- _HOW TO COMPLETE THIS TASK_: Below are several entries. Transcribe exactly those lines that fall from the one with "pub enum DocumentError" through the one with "DocumentKind, message: String", end lines included.

- _EXERCISE INPUT_:
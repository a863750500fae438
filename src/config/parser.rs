use crate::config::types::Config;
use crate::config::validation::validate;
use crate::ConfigError;
use sha2::{Digest, Sha256};
use std::path::Path;

/// Loads and parses a configuration file from the given path
///
/// # Arguments
///
/// * `path` - Path to the TOML configuration file
///
/// # Returns
///
/// * `Ok(Config)` - Successfully loaded and validated configuration
/// * `Err(ConfigError)` - Failed to load, parse, or validate the configuration
pub fn load_config(path: &Path) -> Result<Config, ConfigError> {
    let content = std::fs::read_to_string(path)?;
    parse_config(&content)
}

/// Parses and validates configuration from a TOML string
pub fn parse_config(content: &str) -> Result<Config, ConfigError> {
    let config: Config = toml::from_str(content)?;
    validate(&config)?;
    Ok(config)
}

/// Computes a SHA-256 hash of the configuration file content
///
/// Logged at startup so a run can be tied to the exact configuration it used.
///
/// # Returns
///
/// * `Ok(String)` - Hex-encoded SHA-256 hash of the file content
/// * `Err(ConfigError)` - Failed to read the file
pub fn compute_config_hash(path: &Path) -> Result<String, ConfigError> {
    let content = std::fs::read_to_string(path)?;
    Ok(content_hash(&content))
}

fn content_hash(content: &str) -> String {
    hex::encode(Sha256::digest(content.as_bytes()))
}

/// Loads a configuration and returns both the config and the hash of the
/// exact bytes it was parsed from
pub fn load_config_with_hash(path: &Path) -> Result<(Config, String), ConfigError> {
    let content = std::fs::read_to_string(path)?;
    let config = parse_config(&content)?;
    Ok((config, content_hash(&content)))
}
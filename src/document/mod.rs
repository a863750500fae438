//! Non-HTML documents: detection, download and text extraction
//!
//! PDFs go through poppler's `pdftotext`/`pdfinfo`; DOCX files are read
//! directly from their zip container. Both end up as a [`Document`] with a
//! markdown rendering.

mod docx;
mod pdf;

pub use docx::extract_docx;
pub use pdf::extract_pdf;

use reqwest::header::CONTENT_TYPE;
use serde::Serialize;
use std::collections::BTreeMap;
use std::fmt;
use std::time::Duration;
use thiserror::Error;

use crate::fetch::{build_http_client, classify_error, Proxy};
use crate::FetchError;

/// Largest document body accepted for extraction
pub const MAX_DOCUMENT_BYTES: usize = 50 * 1024 * 1024;

#[derive(Debug, Clone, Copy, PartialEq, Eq, Serialize)]
#[serde(rename_all = "snake_case")]
pub enum DocumentKind {
    Pdf,
    Docx,
}

impl DocumentKind {
    pub fn as_str(&self) -> &'static str {
        match self {
            Self::Pdf => "pdf",
            Self::Docx => "docx",
        }
    }

    /// Detects a document from the URL path's extension alone
    pub fn from_url(url: &str) -> Option<Self> {
        let path = url.split(['?', '#']).next().unwrap_or(url).to_ascii_lowercase();
        if path.ends_with(".pdf") {
            Some(Self::Pdf)
        } else if path.ends_with(".docx") || path.ends_with(".doc") {
            Some(Self::Docx)
        } else {
            None
        }
    }

    fn from_content_type(content_type: &str) -> Option<Self> {
        let content_type = content_type.to_ascii_lowercase();
        if content_type.contains("application/pdf") {
            Some(Self::Pdf)
        } else if content_type
            .contains("application/vnd.openxmlformats-officedocument.wordprocessingml")
            || content_type.contains("application/msword")
        {
            Some(Self::Docx)
        } else {
            None
        }
    }

    fn from_magic(bytes: &[u8]) -> Option<Self> {
        if bytes.starts_with(b"%PDF") {
            Some(Self::Pdf)
        } else if bytes.starts_with(b"PK\x03\x04") {
            Some(Self::Docx)
        } else {
            None
        }
    }
}

impl fmt::Display for DocumentKind {
    fn fmt(&self, f: &mut fmt::Formatter<'_>) -> fmt::Result {
        f.write_str(self.as_str())
    }
}

/// Decides whether a response is a document, and which kind
///
/// The URL extension wins, then the content type, then magic bytes. An
/// explicit HTML content type rules out the magic-byte check.
pub fn detect_document(url: &str, content_type: Option<&str>, bytes: &[u8]) -> Option<DocumentKind> {
    if let Some(kind) = DocumentKind::from_url(url) {
        return Some(kind);
    }
    if let Some(content_type) = content_type {
        if let Some(kind) = DocumentKind::from_content_type(content_type) {
            return Some(kind);
        }
        let lowered = content_type.to_ascii_lowercase();
        if lowered.contains("text/html") || lowered.contains("application/xhtml") {
            return None;
        }
    }
    DocumentKind::from_magic(bytes)
}

#[derive(Debug, Error)]
pub enum DocumentError {
    #[error("{tool} is not available (install poppler-utils)")]
    ToolMissing { tool: &'static str },

    #[error("{tool} failed: {message}")]
    ToolFailed { tool: &'static str, message: String },

    #[error("Corrupt {kind} document: {message}")]
    Corrupt { kind: DocumentKind, message: String },

    #[error("Document is {size} bytes, above the {limit} byte limit")]
    TooLarge { size: usize, limit: usize },

    #[error(transparent)]
    Io(#[from] std::io::Error),
}

/// Text and properties pulled out of a document
#[derive(Debug, Clone, Default, PartialEq)]
pub struct Document {
    pub title: Option<String>,
    pub author: Option<String>,
    pub text: String,
    pub markdown: String,
    pub page_count: usize,
    pub word_count: usize,
    /// Document properties such as subject, creator or dates
    pub properties: BTreeMap<String, String>,
}

/// Extracts `bytes` as a document of `kind`
pub async fn extract_document(kind: DocumentKind, bytes: Vec<u8>) -> Result<Document, DocumentError> {
    if bytes.len() > MAX_DOCUMENT_BYTES {
        return Err(DocumentError::TooLarge {
            size: bytes.len(),
            limit: MAX_DOCUMENT_BYTES,
        });
    }

    match kind {
        DocumentKind::Pdf => extract_pdf(&bytes).await,
        DocumentKind::Docx => tokio::task::spawn_blocking(move || extract_docx(&bytes))
            .await
            .map_err(|e| DocumentError::Corrupt {
                kind,
                message: e.to_string(),
            })?,
    }
}

/// A downloaded response body, kept as bytes
#[derive(Debug, Clone)]
pub struct DownloadedBody {
    /// Final URL after redirects
    pub url: String,
    pub status: u16,
    pub content_type: Option<String>,
    pub bytes: Vec<u8>,
}

impl DownloadedBody {
    pub fn is_success(&self) -> bool {
        (200..300).contains(&self.status)
    }
}

/// Downloads `url` as raw bytes, through `proxy` when given
pub async fn download(
    url: &str,
    timeout: Duration,
    user_agent: Option<&str>,
    proxy: Option<&Proxy>,
) -> Result<DownloadedBody, FetchError> {
    let client = build_http_client(timeout, false, user_agent, proxy)
        .map_err(|e| classify_error(url, timeout, e))?;
    let response = client
        .get(url)
        .send()
        .await
        .map_err(|e| classify_error(url, timeout, e))?;

    let final_url = response.url().to_string();
    let status = response.status().as_u16();
    let content_type = response
        .headers()
        .get(CONTENT_TYPE)
        .and_then(|value| value.to_str().ok())
        .map(str::to_string);
    let bytes = response
        .bytes()
        .await
        .map_err(|e| classify_error(url, timeout, e))?;

    Ok(DownloadedBody {
        url: final_url,
        status,
        content_type,
        bytes: bytes.to_vec(),
    })
}

/// Renders the shared markdown preamble: title, byline and counts
fn markdown_header(title: &str, author: Option<&str>, counts: Option<String>) -> Vec<String> {
    let mut parts = vec![format!("# {}", title)];
    if let Some(author) = author {
        parts.push(format!("**Author:** {}", author));
    }
    if let Some(counts) = counts {
        parts.push(counts);
    }
    parts.push("---".to_string());
    parts
}

fn non_empty(value: String) -> Option<String> {
    let trimmed = value.trim();
    (!trimmed.is_empty()).then(|| trimmed.to_string())
}
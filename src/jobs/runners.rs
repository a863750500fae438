//! Per-kind job bodies
//!
//! Each runner drives one job from Running to the status it should end in.
//! Per-page problems become failed results; only errors returned from a
//! runner fail the job.

use std::sync::Arc;
use std::time::Duration;
use thiserror::Error;
use tokio::task::JoinSet;
use tokio_util::sync::CancellationToken;
use tracing::{debug, info, warn};
use uuid::Uuid;

use crate::config::JobsConfig;
use crate::crawler::{CrawlEngine, CrawlError, CrawlOutcome};
use crate::fetch::ProxyPool;
use crate::jobs::spec::{BatchJob, CrawlJob, JobSpec, MapJob, ScrapeJob, SearchJob};
use crate::mapper::{MapError, Mapper};
use crate::scrape::{ScrapeOptions, Scraper};
use crate::search::{SearchChain, SearchError};
use crate::state::JobStatus;
use crate::storage::{JobResult, JobStore, StoreError};
use crate::tasks::drain_within;

#[derive(Debug, Error)]
pub enum RunError {
    #[error(transparent)]
    Store(#[from] StoreError),

    #[error(transparent)]
    Crawl(#[from] CrawlError),

    #[error(transparent)]
    Search(#[from] SearchError),

    #[error("Map failed: {0}")]
    Map(#[from] MapError),
}

/// Services shared by every job
pub(crate) struct Runners {
    pub store: Arc<dyn JobStore>,
    pub scraper: Scraper,
    pub crawler: CrawlEngine,
    pub mapper: Mapper,
    pub search: SearchChain,
    pub limits: JobsConfig,
}

/// Per-job execution context
pub(crate) struct JobContext {
    pub id: Uuid,
    pub cancel: CancellationToken,
    pub proxies: Option<Arc<ProxyPool>>,
}

/// One unit of fan-out work: URL, options and an optional search snippet
type FanOutItem = (String, ScrapeOptions, Option<String>);

impl Runners {
    pub async fn run(&self, ctx: &JobContext, spec: &JobSpec) -> Result<JobStatus, RunError> {
        if ctx.cancel.is_cancelled() {
            return Ok(JobStatus::Cancelled);
        }

        match spec {
            JobSpec::Scrape(job) => self.run_scrape(ctx, job).await,
            JobSpec::Crawl(job) => self.run_crawl(ctx, job).await,
            JobSpec::Batch(job) => self.run_batch(ctx, job).await,
            JobSpec::Search(job) => self.run_search(ctx, job).await,
            JobSpec::Map(job) => self.run_map(ctx, job).await,
        }
    }

    /// Scrapes one page; a cancel lets the fetch finish within its timeout
    async fn run_scrape(&self, ctx: &JobContext, job: &ScrapeJob) -> Result<JobStatus, RunError> {
        let grace = Duration::from_millis(job.options.timeout);
        let scrape = self
            .scraper
            .scrape_isolated(&job.url, &job.options, ctx.proxies.clone());
        tokio::pin!(scrape);

        let (result, status) = tokio::select! {
            result = &mut scrape => (Some(result), JobStatus::Completed),
            _ = ctx.cancel.cancelled() => {
                debug!("Job {} cancelled with its fetch in flight", ctx.id);
                (tokio::time::timeout(grace, &mut scrape).await.ok(), JobStatus::Cancelled)
            }
        };

        if let Some(result) = result {
            self.store.append_result(ctx.id, &result).await?;
            self.store.update_job_progress(ctx.id, 1, 1).await?;
        }
        Ok(status)
    }

    async fn run_crawl(&self, ctx: &JobContext, job: &CrawlJob) -> Result<JobStatus, RunError> {
        let outcome = self
            .crawler
            .run(ctx.id, job, ctx.proxies.clone(), &ctx.cancel)
            .await?;

        Ok(match outcome {
            CrawlOutcome::Completed => JobStatus::Completed,
            CrawlOutcome::Cancelled => JobStatus::Cancelled,
        })
    }

    async fn run_batch(&self, ctx: &JobContext, job: &BatchJob) -> Result<JobStatus, RunError> {
        let items: Vec<FanOutItem> = job
            .entries()
            .into_iter()
            .take(self.limits.max_batch_size)
            .map(|(url, options)| (url, options, None))
            .collect();
        let concurrency = job.concurrency.clamp(1, self.limits.max_batch_concurrency.max(1));

        self.fan_out(ctx, items, concurrency).await
    }

    async fn run_search(&self, ctx: &JobContext, job: &SearchJob) -> Result<JobStatus, RunError> {
        let limit = job.num_results.clamp(1, self.limits.max_search_results.max(1));

        let hits = tokio::select! {
            _ = ctx.cancel.cancelled() => return Ok(JobStatus::Cancelled),
            hits = self.search.search(&job.query, limit) => hits?,
        };
        info!("Search {} found {} hits for {:?}", ctx.id, hits.len(), job.query);

        let items: Vec<FanOutItem> = hits
            .into_iter()
            .take(limit)
            .map(|hit| (hit.url, job.options.clone(), hit.snippet))
            .collect();
        let concurrency = items.len().clamp(1, self.limits.max_batch_concurrency.max(1));

        self.fan_out(ctx, items, concurrency).await
    }

    async fn run_map(&self, ctx: &JobContext, job: &MapJob) -> Result<JobStatus, RunError> {
        let urls = tokio::select! {
            _ = ctx.cancel.cancelled() => return Ok(JobStatus::Cancelled),
            urls = self.mapper.map(job, ctx.proxies.as_deref()) => urls?,
        };

        let total = urls.len() as u32;
        for url in &urls {
            self.store.append_result(ctx.id, &JobResult::link(url)).await?;
        }
        self.store.update_job_progress(ctx.id, total, total).await?;
        Ok(JobStatus::Completed)
    }

    /// Scrapes `items` with at most `concurrency` fetches in flight
    ///
    /// Results are recorded in completion order. On cancellation nothing new
    /// is dispatched; in-flight fetches get the longest item timeout to
    /// finish and are recorded, then the rest are aborted.
    async fn fan_out(
        &self,
        ctx: &JobContext,
        items: Vec<FanOutItem>,
        concurrency: usize,
    ) -> Result<JobStatus, RunError> {
        let total = items.len() as u32;
        self.store.update_job_progress(ctx.id, 0, total).await?;

        let grace = Duration::from_millis(
            items.iter().map(|(_, options, _)| options.timeout).max().unwrap_or(0),
        );
        let mut pending = items.into_iter();
        let mut tasks: JoinSet<JobResult> = JoinSet::new();
        let mut completed = 0u32;

        loop {
            while tasks.len() < concurrency {
                let Some((url, options, snippet)) = pending.next() else {
                    break;
                };
                let scraper = self.scraper.clone();
                let proxies = ctx.proxies.clone();
                tasks.spawn(async move {
                    scraper
                        .scrape_isolated(&url, &options, proxies)
                        .await
                        .with_snippet(snippet)
                });
            }

            if tasks.is_empty() {
                return Ok(JobStatus::Completed);
            }

            tokio::select! {
                _ = ctx.cancel.cancelled() => {
                    debug!("Job {} cancelled with {} fetches in flight", ctx.id, tasks.len());
                    for result in drain_within(&mut tasks, grace).await {
                        completed += 1;
                        self.store.append_result(ctx.id, &result).await?;
                        self.store.update_job_progress(ctx.id, completed, total).await?;
                    }
                    return Ok(JobStatus::Cancelled);
                }
                joined = tasks.join_next() => {
                    let result = match joined {
                        Some(Ok(result)) => result,
                        Some(Err(e)) => {
                            warn!("Job {} scrape task ended abnormally: {}", ctx.id, e);
                            continue;
                        }
                        None => continue,
                    };

                    completed += 1;
                    self.store.append_result(ctx.id, &result).await?;
                    self.store.update_job_progress(ctx.id, completed, total).await?;
                }
            }
        }
    }
}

- _WRITTEN SOLUTION_:
pub enum DocumentError {
    #[error("{tool} is not available (install poppler-utils)")]
    ToolMissing { tool: &'static str },

    #[error("{tool} failed: {message}")]
    ToolFailed { tool: &'static str, message: String },

    #[error("Corrupt {kind} document: {message}")]
    Corrupt { kind: DocumentKind, message: String },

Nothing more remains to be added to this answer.